Collected data entries

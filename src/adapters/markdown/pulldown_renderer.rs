//! Pulldown-cmark based renderer adapter.
//!
//! Implements the `MarkdownRenderer` port with the pure Rust `pulldown-cmark`
//! parser. Output is an HTML body fragment; the stylesheet travels separately
//! in the envelope.

use async_trait::async_trait;
use pulldown_cmark::{html, Options, Parser};

use crate::ports::{MarkdownRenderer, RendererError};

/// Renderer using pulldown-cmark with GitHub-flavoured extensions.
#[derive(Debug, Clone, Copy)]
pub struct PulldownRenderer {
    options: Options,
}

impl PulldownRenderer {
    /// Create a renderer with tables, footnotes, strikethrough and task lists.
    pub fn new() -> Self {
        Self {
            options: Options::ENABLE_TABLES
                | Options::ENABLE_FOOTNOTES
                | Options::ENABLE_STRIKETHROUGH
                | Options::ENABLE_TASKLISTS,
        }
    }

    fn render_sync(&self, markdown: &str) -> String {
        let parser = Parser::new_ext(markdown, self.options);
        let mut body = String::with_capacity(markdown.len() * 3 / 2);
        html::push_html(&mut body, parser);
        body
    }
}

impl Default for PulldownRenderer {
    fn default() -> Self {
        Self::new()
    }
}

#[async_trait]
impl MarkdownRenderer for PulldownRenderer {
    async fn render(&self, markdown: &str) -> Result<String, RendererError> {
        Ok(self.render_sync(markdown))
    }
}
//! Foundation module - Shared domain primitives.
//!
//! Contains the identifier and value object types that form the
//! vocabulary of the preview relay.

mod ids;
mod percentage;

pub use ids::ConnectionId;
pub use percentage::Percentage;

Instructions for the task
Would you copy out exactly the lines above that start at the one containing "fn default() ->" and end at the one containing "the preview relay.", inclusive?

Answer section
    fn default() -> Self {
        Self::new()
    }
}

#[async_trait]
impl MarkdownRenderer for PulldownRenderer {
    async fn render(&self, markdown: &str) -> Result<String, RendererError> {
        Ok(self.render_sync(markdown))
    }
}
//! Foundation module - Shared domain primitives.
//!
//! Contains the identifier and value object types that form the
//! vocabulary of the preview relay.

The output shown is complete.